● Problem
Produce the full set of records below once more, exactly as they stand.

Task input Block Start

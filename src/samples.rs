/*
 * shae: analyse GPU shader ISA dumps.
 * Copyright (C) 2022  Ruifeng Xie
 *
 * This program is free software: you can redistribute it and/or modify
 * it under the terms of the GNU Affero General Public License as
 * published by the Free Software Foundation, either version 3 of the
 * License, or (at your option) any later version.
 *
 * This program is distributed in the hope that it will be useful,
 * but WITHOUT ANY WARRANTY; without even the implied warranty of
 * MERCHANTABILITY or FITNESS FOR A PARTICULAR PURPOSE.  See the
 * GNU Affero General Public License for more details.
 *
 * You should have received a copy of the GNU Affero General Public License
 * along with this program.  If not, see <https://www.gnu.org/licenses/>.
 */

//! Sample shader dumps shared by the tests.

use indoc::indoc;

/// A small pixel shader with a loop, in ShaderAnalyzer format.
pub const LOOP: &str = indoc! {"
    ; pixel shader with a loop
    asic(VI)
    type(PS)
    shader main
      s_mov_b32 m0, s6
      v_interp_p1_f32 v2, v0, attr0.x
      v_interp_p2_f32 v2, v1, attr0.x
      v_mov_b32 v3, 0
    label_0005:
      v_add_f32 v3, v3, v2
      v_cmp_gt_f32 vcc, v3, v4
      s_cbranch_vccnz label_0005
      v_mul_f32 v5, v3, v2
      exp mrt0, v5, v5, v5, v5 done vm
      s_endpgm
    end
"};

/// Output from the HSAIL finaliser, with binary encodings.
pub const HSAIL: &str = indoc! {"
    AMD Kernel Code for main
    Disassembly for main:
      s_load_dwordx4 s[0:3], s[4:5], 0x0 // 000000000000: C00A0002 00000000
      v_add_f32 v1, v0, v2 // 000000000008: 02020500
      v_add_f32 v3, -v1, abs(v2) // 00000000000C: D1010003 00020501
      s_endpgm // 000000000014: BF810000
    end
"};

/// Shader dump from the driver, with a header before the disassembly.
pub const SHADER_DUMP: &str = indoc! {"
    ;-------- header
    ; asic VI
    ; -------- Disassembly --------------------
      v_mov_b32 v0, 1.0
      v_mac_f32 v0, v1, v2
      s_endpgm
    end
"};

Task input Block End

● Answer to the problem
filename src/samples.rs
/*
 * shae: analyse GPU shader ISA dumps.
 * Copyright (C) 2022  Ruifeng Xie
 *
 * This program is free software: you can redistribute it and/or modify
 * it under the terms of the GNU Affero General Public License as
 * published by the Free Software Foundation, either version 3 of the
 * License, or (at your option) any later version.
 *
 * This program is distributed in the hope that it will be useful,
 * but WITHOUT ANY WARRANTY; without even the implied warranty of
 * MERCHANTABILITY or FITNESS FOR A PARTICULAR PURPOSE.  See the
 * GNU Affero General Public License for more details.
 *
 * You should have received a copy of the GNU Affero General Public License
 * along with this program.  If not, see <https://www.gnu.org/licenses/>.
 */

//! Sample shader dumps shared by the tests.

use indoc::indoc;

/// A small pixel shader with a loop, in ShaderAnalyzer format.
pub const LOOP: &str = indoc! {"
    ; pixel shader with a loop
    asic(VI)
    type(PS)
    shader main
      s_mov_b32 m0, s6
      v_interp_p1_f32 v2, v0, attr0.x
      v_interp_p2_f32 v2, v1, attr0.x
      v_mov_b32 v3, 0
    label_0005:
      v_add_f32 v3, v3, v2
      v_cmp_gt_f32 vcc, v3, v4
      s_cbranch_vccnz label_0005
      v_mul_f32 v5, v3, v2
      exp mrt0, v5, v5, v5, v5 done vm
      s_endpgm
    end
"};

/// Output from the HSAIL finaliser, with binary encodings.
pub const HSAIL: &str = indoc! {"
    AMD Kernel Code for main
    Disassembly for main:
      s_load_dwordx4 s[0:3], s[4:5], 0x0 // 000000000000: C00A0002 00000000
      v_add_f32 v1, v0, v2 // 000000000008: 02020500
      v_add_f32 v3, -v1, abs(v2) // 00000000000C: D1010003 00020501
      s_endpgm // 000000000014: BF810000
    end
"};

/// Shader dump from the driver, with a header before the disassembly.
pub const SHADER_DUMP: &str = indoc! {"
    ;-------- header
    ; asic VI
    ; -------- Disassembly --------------------
      v_mov_b32 v0, 1.0
      v_mac_f32 v0, v1, v2
      s_endpgm
    end
"};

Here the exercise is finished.